START SUPPLIED INFORMATION
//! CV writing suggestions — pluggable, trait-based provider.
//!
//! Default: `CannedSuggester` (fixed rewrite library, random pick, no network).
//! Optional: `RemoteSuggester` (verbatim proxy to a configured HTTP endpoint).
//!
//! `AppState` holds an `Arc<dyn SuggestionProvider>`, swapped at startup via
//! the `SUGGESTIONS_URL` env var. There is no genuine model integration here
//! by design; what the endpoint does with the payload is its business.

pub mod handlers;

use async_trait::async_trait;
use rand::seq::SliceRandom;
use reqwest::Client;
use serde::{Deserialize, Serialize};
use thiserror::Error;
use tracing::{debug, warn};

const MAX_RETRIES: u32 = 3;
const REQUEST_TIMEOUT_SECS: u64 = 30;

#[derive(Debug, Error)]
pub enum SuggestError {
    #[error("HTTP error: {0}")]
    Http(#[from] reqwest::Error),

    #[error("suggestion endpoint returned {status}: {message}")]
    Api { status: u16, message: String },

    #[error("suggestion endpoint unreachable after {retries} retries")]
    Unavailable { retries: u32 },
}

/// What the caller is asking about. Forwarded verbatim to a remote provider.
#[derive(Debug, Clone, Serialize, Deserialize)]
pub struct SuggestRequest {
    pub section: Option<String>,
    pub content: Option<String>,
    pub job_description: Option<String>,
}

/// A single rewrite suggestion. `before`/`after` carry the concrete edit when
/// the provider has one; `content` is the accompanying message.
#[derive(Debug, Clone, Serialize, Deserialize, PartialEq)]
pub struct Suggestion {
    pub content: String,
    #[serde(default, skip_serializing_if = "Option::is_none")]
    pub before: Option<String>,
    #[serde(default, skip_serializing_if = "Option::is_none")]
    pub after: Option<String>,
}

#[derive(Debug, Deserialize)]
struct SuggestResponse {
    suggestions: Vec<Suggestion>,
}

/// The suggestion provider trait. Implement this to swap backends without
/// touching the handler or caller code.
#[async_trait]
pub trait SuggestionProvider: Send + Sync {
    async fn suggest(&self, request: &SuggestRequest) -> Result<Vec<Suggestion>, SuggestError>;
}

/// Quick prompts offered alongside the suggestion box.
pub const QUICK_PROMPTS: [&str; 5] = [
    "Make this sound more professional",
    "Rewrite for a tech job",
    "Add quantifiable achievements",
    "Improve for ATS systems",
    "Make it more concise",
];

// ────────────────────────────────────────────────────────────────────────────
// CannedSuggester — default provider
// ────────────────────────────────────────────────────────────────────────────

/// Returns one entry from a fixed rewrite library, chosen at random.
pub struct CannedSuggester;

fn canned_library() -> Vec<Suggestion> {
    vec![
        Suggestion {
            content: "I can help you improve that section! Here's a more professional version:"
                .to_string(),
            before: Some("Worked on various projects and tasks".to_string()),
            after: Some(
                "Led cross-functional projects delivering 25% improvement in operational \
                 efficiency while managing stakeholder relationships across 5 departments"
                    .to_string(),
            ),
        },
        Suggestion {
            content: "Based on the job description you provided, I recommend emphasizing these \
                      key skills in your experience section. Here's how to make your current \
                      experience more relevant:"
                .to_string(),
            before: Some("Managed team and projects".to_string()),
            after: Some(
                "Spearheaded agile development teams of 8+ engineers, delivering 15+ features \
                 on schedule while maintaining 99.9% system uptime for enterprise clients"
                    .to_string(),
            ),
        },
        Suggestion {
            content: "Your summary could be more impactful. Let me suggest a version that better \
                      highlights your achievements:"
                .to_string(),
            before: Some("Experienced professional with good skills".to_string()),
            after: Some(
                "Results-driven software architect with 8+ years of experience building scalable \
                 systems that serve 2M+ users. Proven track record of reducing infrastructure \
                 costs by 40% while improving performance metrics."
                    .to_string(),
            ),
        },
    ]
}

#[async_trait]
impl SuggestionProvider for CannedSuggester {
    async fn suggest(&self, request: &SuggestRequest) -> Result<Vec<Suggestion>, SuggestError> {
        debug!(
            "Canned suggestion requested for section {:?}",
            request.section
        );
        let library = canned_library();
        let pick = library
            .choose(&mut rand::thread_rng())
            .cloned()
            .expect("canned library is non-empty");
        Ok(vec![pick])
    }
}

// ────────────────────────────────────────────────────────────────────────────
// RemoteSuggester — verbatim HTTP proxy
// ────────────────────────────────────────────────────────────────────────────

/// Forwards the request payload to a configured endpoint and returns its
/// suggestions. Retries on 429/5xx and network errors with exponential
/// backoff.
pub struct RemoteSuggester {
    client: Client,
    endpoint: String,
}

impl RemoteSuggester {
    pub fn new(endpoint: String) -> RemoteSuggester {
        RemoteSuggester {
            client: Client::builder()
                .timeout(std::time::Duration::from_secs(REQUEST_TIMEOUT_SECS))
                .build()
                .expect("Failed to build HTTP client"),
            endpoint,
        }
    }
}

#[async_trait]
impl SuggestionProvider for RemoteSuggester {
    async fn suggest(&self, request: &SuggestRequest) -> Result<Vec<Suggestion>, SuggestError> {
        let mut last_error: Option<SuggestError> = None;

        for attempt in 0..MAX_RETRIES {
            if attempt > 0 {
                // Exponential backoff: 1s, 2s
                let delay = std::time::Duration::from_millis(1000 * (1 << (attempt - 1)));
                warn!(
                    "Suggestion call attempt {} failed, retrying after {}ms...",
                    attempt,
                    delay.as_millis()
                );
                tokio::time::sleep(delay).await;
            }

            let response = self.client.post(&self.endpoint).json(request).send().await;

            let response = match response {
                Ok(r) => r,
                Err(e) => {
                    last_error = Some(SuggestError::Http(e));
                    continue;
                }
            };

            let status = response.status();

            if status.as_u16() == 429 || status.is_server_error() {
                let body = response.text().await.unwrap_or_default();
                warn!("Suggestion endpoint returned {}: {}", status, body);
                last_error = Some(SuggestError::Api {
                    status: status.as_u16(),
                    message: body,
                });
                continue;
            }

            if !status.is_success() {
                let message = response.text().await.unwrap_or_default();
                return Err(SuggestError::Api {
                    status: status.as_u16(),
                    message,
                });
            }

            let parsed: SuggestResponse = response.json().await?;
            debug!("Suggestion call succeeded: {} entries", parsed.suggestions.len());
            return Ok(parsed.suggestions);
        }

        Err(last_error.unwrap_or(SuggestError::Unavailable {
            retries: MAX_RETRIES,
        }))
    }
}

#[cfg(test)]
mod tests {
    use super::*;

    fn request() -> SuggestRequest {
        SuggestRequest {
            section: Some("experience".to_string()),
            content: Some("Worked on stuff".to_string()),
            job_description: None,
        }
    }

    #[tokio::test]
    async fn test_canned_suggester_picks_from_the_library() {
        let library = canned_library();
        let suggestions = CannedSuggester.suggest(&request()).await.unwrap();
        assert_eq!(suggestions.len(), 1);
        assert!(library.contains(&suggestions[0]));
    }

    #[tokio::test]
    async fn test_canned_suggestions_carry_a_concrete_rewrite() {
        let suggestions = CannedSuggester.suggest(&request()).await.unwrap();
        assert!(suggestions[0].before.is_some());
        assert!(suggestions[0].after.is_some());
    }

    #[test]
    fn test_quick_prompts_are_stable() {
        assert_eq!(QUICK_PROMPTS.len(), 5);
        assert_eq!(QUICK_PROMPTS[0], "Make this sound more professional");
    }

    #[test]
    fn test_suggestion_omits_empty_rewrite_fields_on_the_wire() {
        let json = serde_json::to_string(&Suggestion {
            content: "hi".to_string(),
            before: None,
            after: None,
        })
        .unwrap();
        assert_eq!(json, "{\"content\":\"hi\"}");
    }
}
END SUPPLIED INFORMATION
WHAT NEEDS TO BE DONE: Show each line of the data that contains the string "expect".

WRITTEN SOLUTION:
            .expect("canned library is non-empty");
                .expect("Failed to build HTTP client"),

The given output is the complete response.